The free‐text answers offered additional insight into staff views on the benefits and drawbacks of identifiers. Broadly, free‐text responses from those who reported that their hospitals did not currently use visual identification systems tended to be enthusiastic about their potential.

I think they have the potential to be very useful if an appropriate symbol is used and training is disseminated throughout the hospital staff, clinicians and non‐clinicians alike. (Consultant)

Respondents who worked in settings where identifiers were routinely used offered several examples of their advantages. For example, they suggested that visual identifiers such as stickers over the patient's bed or different coloured wristbands could be particularly helpful for staff who were not a regular part of the care team (e.g. locums and bank staff) in identifying patients with potential additional needs. More broadly, visual identifiers were seen as having a role in supporting staff in tailoring their approach to patients with dementia, for example by introducing themselves more explicitly to the patient or allowing extra time as needed.

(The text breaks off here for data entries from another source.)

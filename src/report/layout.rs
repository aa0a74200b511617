use crate::utils::helpers::col_offset;

#[derive(Debug, Clone, Copy, PartialEq, Eq)]
pub enum ColumnKind {
    Currency,
    Percent,
    Number,
    Plain,
}

const CURRENCY_COLUMNS: &[&str] = &[
    "C", "D", "F", "G", "L", "M", "O", "P", "R", "S", "U", "V", "X", "Y", "AP", "AQ", "AS", "AT",
];
const PERCENT_COLUMNS: &[&str] = &[
    "E", "H", "I", "J", "K", "N", "Q", "T", "W", "Z", "AC", "AF", "AI", "AL", "AO", "AR", "AU",
];
const NUMBER_COLUMNS: &[&str] = &["AA", "AB", "AD", "AE", "AG", "AH", "AJ", "AK", "AM", "AN"];
const POSTAL_CODE_COLUMN: &str = "AV";

/// Which report columns hold which kind of value. Offsets are 0-based
/// positions in a row buffer that starts at column A.
#[derive(Debug, Clone, PartialEq, Eq)]
pub struct ColumnLayout {
    pub currency: Vec<usize>,
    pub percent: Vec<usize>,
    pub number: Vec<usize>,
    pub postal_code: Option<usize>,
}

impl ColumnLayout {
    /// Layout of the "Ranking de Unidades" export.
    pub fn ranking() -> Self {
        Self {
            currency: offsets(CURRENCY_COLUMNS),
            percent: offsets(PERCENT_COLUMNS),
            number: offsets(NUMBER_COLUMNS),
            postal_code: col_offset(POSTAL_CODE_COLUMN),
        }
    }

    pub fn kind_of(&self, offset: usize) -> ColumnKind {
        if self.currency.contains(&offset) {
            ColumnKind::Currency
        } else if self.percent.contains(&offset) {
            ColumnKind::Percent
        } else if self.number.contains(&offset) {
            ColumnKind::Number
        } else {
            ColumnKind::Plain
        }
    }
}

impl Default for ColumnLayout {
    fn default() -> Self {
        Self::ranking()
    }
}

fn offsets(names: &[&str]) -> Vec<usize> {
    names.iter().filter_map(|name| col_offset(name)).collect()
}
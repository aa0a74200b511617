use anyhow::{Context, Result, anyhow, bail};
use reqwest::{Client, Response, Url};
use serde::Deserialize;
use serde_json::{Value, json};
use std::time::Duration;
use tracing::{debug, info, warn};

use crate::report::{CellValue, ColumnLayout};
use crate::sheets::format::format_requests;
use crate::utils::helpers::{block_range, qualified_range};

pub const SHEETS_API: &str = "https://sheets.googleapis.com/v4/spreadsheets";

const SPREADSHEET_FIELDS: &str = "properties.title,sheets.properties(sheetId,title)";
const SCAN_COLUMNS: &str = "A:ZZ";

/// Extracts the spreadsheet id from a Google Sheets URL: the path segment
/// after `/d/`.
pub fn spreadsheet_id_from_url(url: &str) -> Result<String> {
    let (_, rest) = url
        .split_once("/d/")
        .ok_or_else(|| anyhow!("Invalid Google Sheets URL (no /d/ segment): {url}"))?;

    let id = rest.split(['/', '?', '#']).next().unwrap_or_default();
    if id.is_empty() {
        bail!("Invalid Google Sheets URL (empty spreadsheet id): {url}");
    }
    Ok(id.to_string())
}

#[derive(Debug, Clone, PartialEq, Eq)]
pub struct SheetInfo {
    pub sheet_id: i64,
    pub title: String,
}

#[derive(Debug, Clone, PartialEq, Eq)]
pub struct Spreadsheet {
    pub id: String,
    pub title: String,
    pub sheets: Vec<SheetInfo>,
}

impl Spreadsheet {
    /// The sheet named `title`, or the first sheet when no name is given.
    pub fn sheet(&self, title: Option<&str>) -> Result<&SheetInfo> {
        match title {
            Some(title) => self
                .sheets
                .iter()
                .find(|sheet| sheet.title == title)
                .ok_or_else(|| anyhow!("Sheet '{}' not found in '{}'", title, self.title)),
            None => self
                .sheets
                .first()
                .ok_or_else(|| anyhow!("Spreadsheet '{}' has no sheets", self.title)),
        }
    }
}

#[derive(Deserialize)]
#[serde(rename_all = "camelCase")]
struct SpreadsheetResponse {
    properties: SpreadsheetProperties,
    #[serde(default)]
    sheets: Vec<SheetEntry>,
}

#[derive(Deserialize)]
struct SpreadsheetProperties {
    title: String,
}

#[derive(Deserialize)]
struct SheetEntry {
    properties: SheetProperties,
}

#[derive(Deserialize)]
#[serde(rename_all = "camelCase")]
struct SheetProperties {
    sheet_id: i64,
    title: String,
}

#[derive(Deserialize)]
struct ValueRange {
    #[serde(default)]
    values: Vec<Vec<Value>>,
}

#[derive(Deserialize)]
#[serde(rename_all = "camelCase")]
struct UpdateResponse {
    updated_range: Option<String>,
    updated_rows: Option<usize>,
}

/// What an append wrote.
#[derive(Debug, Clone, PartialEq, Eq)]
pub struct AppendSummary {
    pub spreadsheet: String,
    pub sheet: String,
    pub range: String,
    pub rows: usize,
    pub columns: usize,
    pub formatted: bool,
}

/// 1-based row of the first row whose cells are all blank, or the row
/// after the last one returned.
pub fn first_blank_row(values: &[Vec<Value>]) -> usize {
    values
        .iter()
        .position(|row| row.iter().all(is_blank))
        .unwrap_or(values.len())
        + 1
}

fn is_blank(value: &Value) -> bool {
    match value {
        Value::Null => true,
        Value::String(s) => s.trim().is_empty(),
        _ => false,
    }
}

pub struct SheetsClient {
    http: Client,
    base: Url,
    token: String,
}

impl SheetsClient {
    pub fn new(http: Client, base: &str, token: impl Into<String>) -> Result<Self> {
        let base = Url::parse(base).with_context(|| format!("Invalid Sheets API URL: {base}"))?;
        Ok(Self {
            http,
            base,
            token: token.into(),
        })
    }

    pub fn http_client() -> Result<Client> {
        Client::builder()
            .timeout(Duration::from_secs(60))
            .build()
            .context("Failed to build the HTTP client")
    }

    fn url(&self, segments: &[&str]) -> Result<Url> {
        let mut url = self.base.clone();
        url.path_segments_mut()
            .map_err(|_| anyhow!("Sheets API URL cannot be a base: {}", self.base))?
            .pop_if_empty()
            .extend(segments);
        Ok(url)
    }

    async fn check(response: Response, what: &str) -> Result<Response> {
        let status = response.status();
        if status.is_success() {
            return Ok(response);
        }

        let body = response.text().await.unwrap_or_default();
        bail!("{what} failed: HTTP {status}: {body}")
    }

    pub async fn spreadsheet(&self, id: &str) -> Result<Spreadsheet> {
        let mut url = self.url(&[id])?;
        url.query_pairs_mut().append_pair("fields", SPREADSHEET_FIELDS);

        debug!(%url, "fetching spreadsheet metadata");
        let response = self
            .http
            .get(url)
            .bearer_auth(&self.token)
            .send()
            .await
            .context("Failed to reach the Sheets API")?;
        let response = Self::check(response, "opening the spreadsheet").await?;

        let body: SpreadsheetResponse = response
            .json()
            .await
            .context("Failed to parse the spreadsheet metadata")?;

        Ok(Spreadsheet {
            id: id.to_string(),
            title: body.properties.title,
            sheets: body
                .sheets
                .into_iter()
                .map(|entry| SheetInfo {
                    sheet_id: entry.properties.sheet_id,
                    title: entry.properties.title,
                })
                .collect(),
        })
    }

    pub async fn values(&self, id: &str, range: &str) -> Result<Vec<Vec<Value>>> {
        let url = self.url(&[id, "values", range])?;

        let response = self
            .http
            .get(url)
            .bearer_auth(&self.token)
            .send()
            .await
            .context("Failed to reach the Sheets API")?;
        let response = Self::check(response, "reading values").await?;

        let body: ValueRange = response
            .json()
            .await
            .context("Failed to parse the values response")?;
        Ok(body.values)
    }

    pub async fn first_empty_row(&self, id: &str, sheet: &str) -> Result<usize> {
        let values = self
            .values(id, &qualified_range(sheet, SCAN_COLUMNS))
            .await?;
        let row = first_blank_row(&values);
        info!(sheet, row, "first empty row");
        Ok(row)
    }

    /// Writes `rows` as a block starting at column A of `start_row`, letting
    /// Sheets parse the values as if typed. Returns the updated range.
    pub async fn write_rows(
        &self,
        id: &str,
        sheet: &str,
        start_row: usize,
        rows: &[Vec<CellValue>],
    ) -> Result<String> {
        let width = rows.iter().map(Vec::len).max().unwrap_or(0);
        if rows.is_empty() || width == 0 {
            bail!("No data to write");
        }

        let range = qualified_range(sheet, &block_range(start_row, rows.len(), width));
        let mut url = self.url(&[id, "values", &range])?;
        url.query_pairs_mut()
            .append_pair("valueInputOption", "USER_ENTERED");

        info!(%range, rows = rows.len(), columns = width, "writing rows");
        let response = self
            .http
            .put(url)
            .bearer_auth(&self.token)
            .json(&json!({
                "range": range,
                "majorDimension": "ROWS",
                "values": rows,
            }))
            .send()
            .await
            .context("Failed to reach the Sheets API")?;
        let response = Self::check(response, "writing rows").await?;

        let body: UpdateResponse = response
            .json()
            .await
            .context("Failed to parse the update response")?;
        debug!(updated_rows = ?body.updated_rows, "rows written");

        Ok(body.updated_range.unwrap_or(range))
    }

    /// Applies the currency, percent and number formats to the typed columns
    /// of a written block in a single batch update.
    pub async fn format_columns(
        &self,
        id: &str,
        sheet_id: i64,
        start_row: usize,
        rows: &[Vec<CellValue>],
        layout: &ColumnLayout,
    ) -> Result<usize> {
        let width = rows.iter().map(Vec::len).max().unwrap_or(0);
        let requests = format_requests(sheet_id, start_row, rows.len(), width, layout);
        if requests.is_empty() {
            return Ok(0);
        }

        let url = self.url(&[&format!("{id}:batchUpdate")])?;
        let response = self
            .http
            .post(url)
            .bearer_auth(&self.token)
            .json(&json!({ "requests": requests }))
            .send()
            .await
            .context("Failed to reach the Sheets API")?;
        Self::check(response, "formatting columns").await?;

        info!(columns = requests.len(), "columns formatted");
        Ok(requests.len())
    }

    /// Appends `rows` below the data already in the sheet and formats them.
    /// A formatting failure is logged and reported in the summary only.
    pub async fn append_report(
        &self,
        id: &str,
        sheet: Option<&str>,
        rows: &[Vec<CellValue>],
        layout: &ColumnLayout,
    ) -> Result<AppendSummary> {
        let spreadsheet = self.spreadsheet(id).await?;
        let target = spreadsheet.sheet(sheet)?;
        info!(spreadsheet = %spreadsheet.title, sheet = %target.title, "spreadsheet opened");

        let start_row = self.first_empty_row(id, &target.title).await?;
        let range = self.write_rows(id, &target.title, start_row, rows).await?;

        let formatted = match self
            .format_columns(id, target.sheet_id, start_row, rows, layout)
            .await
        {
            Ok(_) => true,
            Err(e) => {
                warn!(error = %e, "data written but formatting failed");
                false
            }
        };

        Ok(AppendSummary {
            spreadsheet: spreadsheet.title.clone(),
            sheet: target.title.clone(),
            range,
            rows: rows.len(),
            columns: rows.iter().map(Vec::len).max().unwrap_or(0),
            formatted,
        })
    }
}

#[cfg(test)]
mod tests {
    use super::*;
    use serde_json::json;

    #[test]
    fn spreadsheet_id_is_the_segment_after_d() {
        assert_eq!(
            spreadsheet_id_from_url("https://docs.google.com/spreadsheets/d/1AbC-x_9/edit#gid=0")
                .unwrap(),
            "1AbC-x_9"
        );
        assert_eq!(
            spreadsheet_id_from_url("https://docs.google.com/spreadsheets/d/xyz").unwrap(),
            "xyz"
        );
        assert!(spreadsheet_id_from_url("https://docs.google.com/spreadsheets/").is_err());
        assert!(spreadsheet_id_from_url("https://docs.google.com/spreadsheets/d/").is_err());
    }

    #[test]
    fn first_blank_row_skips_filled_rows() {
        assert_eq!(first_blank_row(&[]), 1);

        let values = vec![
            vec![json!("Ranking")],
            vec![json!("Recife"), json!(10)],
            vec![json!(""), json!("  ")],
            vec![json!("Natal")],
        ];
        assert_eq!(first_blank_row(&values), 3);

        let full = vec![vec![json!("a")], vec![json!("b")]];
        assert_eq!(first_blank_row(&full), 3);
    }

    #[test]
    fn sheet_lookup_defaults_to_the_first() {
        let spreadsheet = Spreadsheet {
            id: "id".into(),
            title: "Ranking".into(),
            sheets: vec![
                SheetInfo {
                    sheet_id: 0,
                    title: "2025".into(),
                },
                SheetInfo {
                    sheet_id: 9,
                    title: "2024".into(),
                },
            ],
        };

        assert_eq!(spreadsheet.sheet(None).unwrap().sheet_id, 0);
        assert_eq!(spreadsheet.sheet(Some("2024")).unwrap().sheet_id, 9);
        assert!(spreadsheet.sheet(Some("2023")).is_err());
    }

    #[test]
    fn urls_keep_the_range_in_one_segment() {
        let client = SheetsClient::new(Client::new(), SHEETS_API, "t").unwrap();
        let url = client.url(&["abc", "values", "'Página 1'!A1:B2"]).unwrap();
        assert!(url.path().starts_with("/v4/spreadsheets/abc/values/"));
        assert!(url.path().contains("P%C3%A1gina%201"));

        let url = client.url(&["abc:batchUpdate"]).unwrap();
        assert_eq!(url.path(), "/v4/spreadsheets/abc:batchUpdate");
    }
}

I work in the elderly medicine admissions ward. Patients change quickly and these visual cues help when the patient asks the staff for the date, the time or help. Often I will be in the room with a patient and another one will ask me to help them because they feel lost. Knowing that they have dementia helps me understand the underlying cause and I can reorient them and reassure them better, as well as providing care in a way that will help reduce their distress and promote their independence. (Nurse)

Wristbands worn by patients themselves with adjustments to indicate a diagnosis of dementia (e.g. blue wristbands instead of white, or wristbands with clasps in a different colour) were considered especially conducive to appropriate person‐centred care. In contrast to other identifiers, wristbands remained with the patient when they moved to other areas of the hospital beyond the ward in which they were staying, for example when being transferred, taken for scans, or leaving the ward unattended.

Patients being transferred from the ward to radiology for a scan who wear a wristband are more easily identifiable as someone who needs more time or explanation or assistance when in an unfamiliar environment, such an X‐ray. Radiology staff are alerted the person may need additional support and should not be left alone when waiting to be collected by the porters. (Physiotherapist)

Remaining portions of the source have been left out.